La question de la normalisation avec Israël par la suite, a insufflé aux dissensions internes une ampleur sans précédent, à cause de l’impuissance de la direction à gérer l’événement, et de la faiblesse de la communication politique.

Mais encore une fois, A. Benkirane va tenir son rang et voler à la rescousse de S. El Otmani, démontrant ainsi sa capacité à convaincre, en avançant la nécessité de comprendre la position de l’Etat et l’impérieuse nécessité pour gouvernement d’y souscrire, tout en préservant au parti le droit de maintenir sa position constante vis-à-vis de la normalisation.

La tempête s’est calmée un temps pour reprendre de plus belle avec la déclaration du membre du secrétariat général, Aziz Rabbah assénant sa disposition à se rendre en Israël si l’agenda de l’Etat l’exigeait. S’en est suivie une tempête qui a placé le parti dans l’ornière de la contradiction avec sa propre doctrine.

La sortie de A. Benkirane contre A. Rabbah, jumelée à la réaffirmation de de la position du parti au sujet de la normalisation, a ramené le calme une nouvelle fois et retiré plus ou moins cette question de la sphère de la controverse qui menace l’unité du parti.

Ainsi apparait-il qu’au cours des différents défis qui ont menacé l’unité organisationnelle du parti, on a eu recours à de multiples procédés pour transcender les divergences. Toutefois, la crise qui s’ouvre aujourd’hui avec le projet de loi sur la légalisation du cannabis ne sera pas comme les précédentes secousses. Non pas uniquement à cause de son objet, ses risques et son caractère antinomique avec la position antérieure du parti adoptée à ce sujet en 2016, mais aussi du fait qu’elle renseigne sur la méthodologie de la gestion décisionnelle au sein du PJD, de moins en moins conforme aux règles de la démocratie interne.
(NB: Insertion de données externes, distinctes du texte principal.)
extern crate blake2_rfc;
extern crate primitives;

mod multiset;

pub use blake2_rfc::blake2b::Blake2b;
pub use multiset::Multiset;

use primitives::hash::H256;

/// The domain hash: blake2b with a 32-byte digest.
pub fn dhash256(input: &[u8]) -> H256 {
	let mut hasher = Blake2b::new(32);
	hasher.update(input);
	H256::from_slice(hasher.finalize().as_bytes())
}

/// Domain hash of the concatenation of two hashes, used by merkle trees.
pub fn concat_hash256(left: &H256, right: &H256) -> H256 {
	let mut hasher = Blake2b::new(32);
	hasher.update(&**left);
	hasher.update(&**right);
	H256::from_slice(hasher.finalize().as_bytes())
}

#[cfg(test)]
mod tests {
	use primitives::hash::H256;
	use super::{dhash256, concat_hash256};

	#[test]
	fn test_dhash256_is_deterministic() {
		assert_eq!(dhash256(b"hello"), dhash256(b"hello"));
		assert!(dhash256(b"hello") != dhash256(b"world"));
	}

	#[test]
	fn test_concat_hash_is_ordered() {
		let a = H256::from(1u8);
		let b = H256::from(2u8);
		assert!(concat_hash256(&a, &b) != concat_hash256(&b, &a));
	}
}
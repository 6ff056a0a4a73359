//! Sentence units for streamed synthesis.
//!
//! A reply is split on terminal punctuation, each piece is cleaned up for the speech
//! engine, and the survivors are numbered in order. The number travels with the unit
//! through synthesis and playback.

use tracing::debug;

/// One sentence of a reply. `seq` starts at 0 and has no gaps.
#[derive(Debug, Clone, PartialEq, Eq)]
pub struct ResponseUnit {
    pub seq: usize,
    pub text: String,
}

fn is_terminal(c: char) -> bool {
    matches!(c, '.' | '!' | '?')
}

fn is_closing(c: char) -> bool {
    matches!(c, '"' | '\'' | ')' | '”' | '’')
}

/// Split on `.`, `!` or `?` (and runs of them) followed by whitespace or end of text.
/// Numbered-list markers such as `2.` stay attached to the sentence they introduce.
pub fn split_sentences(text: &str) -> Vec<String> {
    let chars: Vec<char> = text.chars().collect();
    let mut sentences = Vec::new();
    let mut current = String::new();
    let mut i = 0;

    while i < chars.len() {
        let c = chars[i];
        current.push(c);
        i += 1;
        if !is_terminal(c) {
            continue;
        }
        while i < chars.len() && (is_terminal(chars[i]) || is_closing(chars[i])) {
            current.push(chars[i]);
            i += 1;
        }
        let at_boundary = i >= chars.len() || chars[i].is_whitespace();
        if !at_boundary {
            continue;
        }
        let trimmed = current.trim();
        let list_marker = trimmed
            .trim_end_matches(is_terminal)
            .chars()
            .all(|c| c.is_ascii_digit());
        if list_marker && i < chars.len() {
            continue;
        }
        if !trimmed.is_empty() {
            sentences.push(trimmed.to_string());
        }
        current.clear();
    }

    let tail = current.trim();
    if !tail.is_empty() {
        sentences.push(tail.to_string());
    }
    sentences
}

fn is_allowed(c: char) -> bool {
    c.is_alphanumeric()
        || c.is_whitespace()
        || matches!(
            c,
            '.' | ',' | '!' | '?' | ';' | ':' | '\'' | '"' | '-' | '(' | ')' | '%' | '/' | '&' | '$'
                | '+' | '°'
        )
}

/// Clean one unit for synthesis. Returns `None` when nothing speakable remains.
///
/// Strips markdown and symbols the voice would read out or choke on, collapses whitespace
/// and repeated punctuation, ensures terminal punctuation and caps the length at
/// `max_chars` on a word boundary.
pub fn sanitize_unit(text: &str, max_chars: usize) -> Option<String> {
    let mut cleaned = String::with_capacity(text.len());
    let mut last: Option<char> = None;
    for c in text.chars() {
        let c = if c.is_whitespace() || c.is_control() {
            ' '
        } else if is_allowed(c) {
            c
        } else {
            continue;
        };
        match (last, c) {
            (Some(' '), ' ') => continue,
            (Some(prev), c) if is_terminal(prev) && is_terminal(c) => continue,
            (Some(prev), c) if prev == c && matches!(c, ',' | ';' | ':' | '-') => continue,
            _ => {}
        }
        cleaned.push(c);
        last = Some(c);
    }

    let cleaned = cleaned
        .trim()
        .trim_start_matches(|c: char| matches!(c, ',' | ';' | ':' | '-' | '.' | '!' | '?') || c == ' ');
    if !cleaned.chars().any(char::is_alphanumeric) {
        return None;
    }

    let mut unit = cleaned.trim_end().to_string();
    if !unit.ends_with(|c: char| is_terminal(c) || is_closing(c)) {
        unit = unit
            .trim_end_matches(|c: char| matches!(c, ',' | ';' | ':' | '-'))
            .trim_end()
            .to_string();
        unit.push('.');
    }

    let max_chars = max_chars.max(2);
    if unit.chars().count() > max_chars {
        let head: String = unit.chars().take(max_chars - 1).collect();
        let cut = match head.rfind(' ') {
            Some(pos) if pos > 0 => &head[..pos],
            _ => head.as_str(),
        };
        let cut = cut.trim_end_matches(|c: char| !c.is_alphanumeric());
        if cut.is_empty() {
            return None;
        }
        debug!(original = unit.chars().count(), max_chars, "unit truncated");
        unit = format!("{}.", cut);
    }

    Some(unit)
}

/// Split and sanitize a reply into numbered units, skipping degenerate ones.
pub fn prepare_units(text: &str, max_chars: usize) -> Vec<ResponseUnit> {
    split_sentences(text)
        .iter()
        .filter_map(|s| {
            let unit = sanitize_unit(s, max_chars);
            if unit.is_none() {
                debug!(sentence = %s, "skipping unspeakable unit");
            }
            unit
        })
        .enumerate()
        .map(|(seq, text)| ResponseUnit { seq, text })
        .collect()
}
Dans cette affaire, le Secrétaire général Saad Dine El Otmani a associé dans un premier temps le Secrétariat général à la discussion du projet de loi. Mais lorsqu’il lui est apparu que la légalisation du chanvre indien rencontrait une opposition frontale de la direction à l’exception de trois membres, il l’a écartée du débat pour la mettre devant le fait accompli de son adoption en conseil du gouvernement.  Mais la démission du Président du conseil national, Driss El Azami et la menace de A. Benkiarne de geler son adhésion au parti a contraint le chef de file du PJD à revenir vers le secrétariat général. 

La démission de Driss El Azami réprouve sévèrement la méthode de gestion et récuse la démarche d’El Otmani de mettre le parti devant le fait accompli, en soustrayant les décisions aux instances du parti, ce qui dénote un changement de méthodologie et un affaiblissement de l’autonomie de décision du PJD. 

Le chef du gouvernement avait déjà recouru à la même démarche à l’origine des dissensions au sein du parti lorsqu’il avait, sans impliquer les instances du parti, associé l’USFP au gouvernement. Et de la même manière qu’il a refusé d’associer le Conseil national du parti à l’examen du projet de la loi-cadre de l’enseignement, il a tenté cette fois-ci encore d’exclure les instances de la décision de la légalisation du cannabis. 

Mais si à chaque fois la cohésion du parti a prévalu, il en va autrement aujourd’hui, et sa tentative de contourner le parti dans le débat du projet de loi sur l’usage cannabis à des fins médicales et industrielles par le biais du conseil du gouvernement est pour le moins que l’on puisse dire est un échec. 

El Otmani est aujourd’hui dans une position délicate et se trouve devant deux contraintes : l’impératif d’accompagner l’adoption de la loi sur le cannabis et la pression interne du parti qui lui est hostile. Cette pression prend deux formes : la première exige de faire prévaloir la démocratie interne pour trancher ces questions à travers leur présentation devant les instances du parti, ce qu’El Otmani tente d’éviter, et la seconde porte sur ce que pourrait être l’image du parti et ses valeurs si jamais cette loi venait à être adoptée sous son mandat.

Les alternatives qui s’offrent à El Otmani sont ainsi très réduites. La plus appropriée serait de demander le report de la présentation du projet de loi et de son examen en Conseil de gouvernement jusqu’à ce que la situation soit plus claire au sein de son parti. A défaut, il court le risque de plus en plus sérieux d’une scission.